Они идут в кухню, садятся за аккуратно накрытый стол.

— Кстати, — говорит Майк, — они, вообще, собираются возвращаться?

— А зачем им?

— Им-то незачем, — мрачно соглашается Майк. Он кладет на тарелку кусок курицы, а рядом с тарелкой — клочок газетной бумаги. — «Зоны риска, — читает он. — Пищевые производства, продовольственные магазины, кафе, подвальные помещения, близость помоек».

— Приятного аппетита.

— Тебе тоже. «Прежде чем взяться за освобождение территории от крыс, надо отловить несколько экземпляров, поместить их в виварий и понаблюдать, что они любят есть». Что такое виварий?
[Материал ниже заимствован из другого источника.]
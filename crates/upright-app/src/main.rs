// SPDX-License-Identifier: PMPL-1.0-or-later
// Copyright (c) 2026 Jonathan D.A. Jewell (hyperpolymath) <jonathan.jewell@open.ac.uk>
//
// Upright — batch auto-rotation of document images.
//
// Entry point. Parses arguments, initialises logging, builds the shared
// orientation engine, and runs it over every image found under the input.

mod services;

use std::path::PathBuf;
use std::process::ExitCode;
use std::sync::Arc;

use clap::Parser;
use upright_core::UprightConfig;
use upright_document::OrientationEngine;

use services::batch::{self, BatchOptions};
use services::walk;

/// Rotate scanned or photographed document pages upright, in place.
#[derive(Parser, Debug)]
#[command(name = "upright", version)]
#[command(about = "Auto-rotate document images upright (left-to-right text)")]
struct Args {
    /// Image file or directory.
    input: PathBuf,

    /// Recurse into subdirectories.
    #[arg(long)]
    recursive: bool,

    /// Report decisions without writing any file.
    #[arg(long)]
    dry_run: bool,

    /// Recognition language(s), e.g. "srp+srp_latn+eng". Passed to the
    /// backend as-is; ignored when recognition is unavailable.
    #[arg(long)]
    lang: Option<String>,

    /// JSON config file with `tuning` and `recognition` sections.
    #[arg(long)]
    config: Option<PathBuf>,

    /// Images processed concurrently (default: available parallelism).
    #[arg(long)]
    jobs: Option<usize>,

    /// Skip the recognition backend and use layout heuristics only.
    #[arg(long)]
    no_ocr: bool,

    /// Tesseract executable (overrides the config file).
    #[arg(long)]
    tesseract: Option<String>,

    /// Per-invocation recognition timeout in milliseconds.
    #[arg(long)]
    timeout_ms: Option<u64>,

    /// Log every scoring step.
    #[arg(short, long)]
    verbose: bool,
}

#[tokio::main]
async fn main() -> ExitCode {
    let args = Args::parse();

    let default_filter = if args.verbose { "debug" } else { "info" };
    tracing_subscriber::fmt()
        .with_env_filter(
            tracing_subscriber::EnvFilter::try_from_default_env()
                .unwrap_or_else(|_| tracing_subscriber::EnvFilter::new(default_filter)),
        )
        .with_writer(std::io::stderr)
        .init();

    tracing::info!("Upright starting");

    let mut config = match args.config.as_deref() {
        Some(path) => match UprightConfig::load(path) {
            Ok(config) => config,
            Err(e) => {
                tracing::error!(path = %path.display(), error = %e, "Failed to load config");
                return ExitCode::FAILURE;
            }
        },
        None => UprightConfig::default(),
    };
    if let Some(command) = args.tesseract.clone() {
        config.recognition.command = command;
    }
    if let Some(timeout_ms) = args.timeout_ms {
        config.recognition.timeout_ms = timeout_ms;
    }

    let paths = match walk::image_paths(&args.input, args.recursive) {
        Ok(paths) => paths,
        Err(e) => {
            tracing::error!(path = %args.input.display(), error = %e, "Cannot read input");
            return ExitCode::FAILURE;
        }
    };
    if paths.is_empty() {
        println!("No supported images found.");
        return ExitCode::SUCCESS;
    }

    let engine = if args.no_ocr {
        OrientationEngine::without_recognition(config.tuning.clone())
    } else {
        OrientationEngine::with_tesseract(&config)
    };

    let options = BatchOptions {
        lang: args.lang.clone(),
        dry_run: args.dry_run,
        jobs: args.jobs.unwrap_or_else(|| {
            std::thread::available_parallelism()
                .map(|n| n.get())
                .unwrap_or(1)
        }),
    };
    tracing::info!(
        images = paths.len(),
        jobs = options.jobs,
        recognition = engine.recognition_available(),
        "Processing"
    );

    let reports = batch::run_batch(Arc::new(engine), paths, &options).await;
    for report in &reports {
        println!("{report}");
    }
    println!();
    println!("{}", batch::summary(&reports, options.dry_run));

    ExitCode::SUCCESS
}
— Место, где занимаются вивисекцией.

— А… «Одни предпочитают гречу, другие — овес, третьи — ячмень». — Майк озабоченно чешет нос. — Завтра надо Зарику суп сварить. Я тут где-то читал, что в бульон нужно класть децл овсянки. Будет круче.

— Зарик-то еще не крыса. — Лиза разглядывает на свет коричневую стеклянную бутылку с соусом, пытается вытряхнуть последние капли. — Как он?

— Поправляется. Пойдем вместе?

Лиза утвердительно кивает. Последние капли вылетают наконец из бутылки. Майк задумывается.

— А ты бы не хотела, — говорит он туманно, — типа того?

Лиза поднимает брови.

— С Зариком? Ты что, это как инцест. И потом, у него столько девок…

— Ты глупых умных слов не говори, — говорит Майк. — А что до девок, то кто их видел?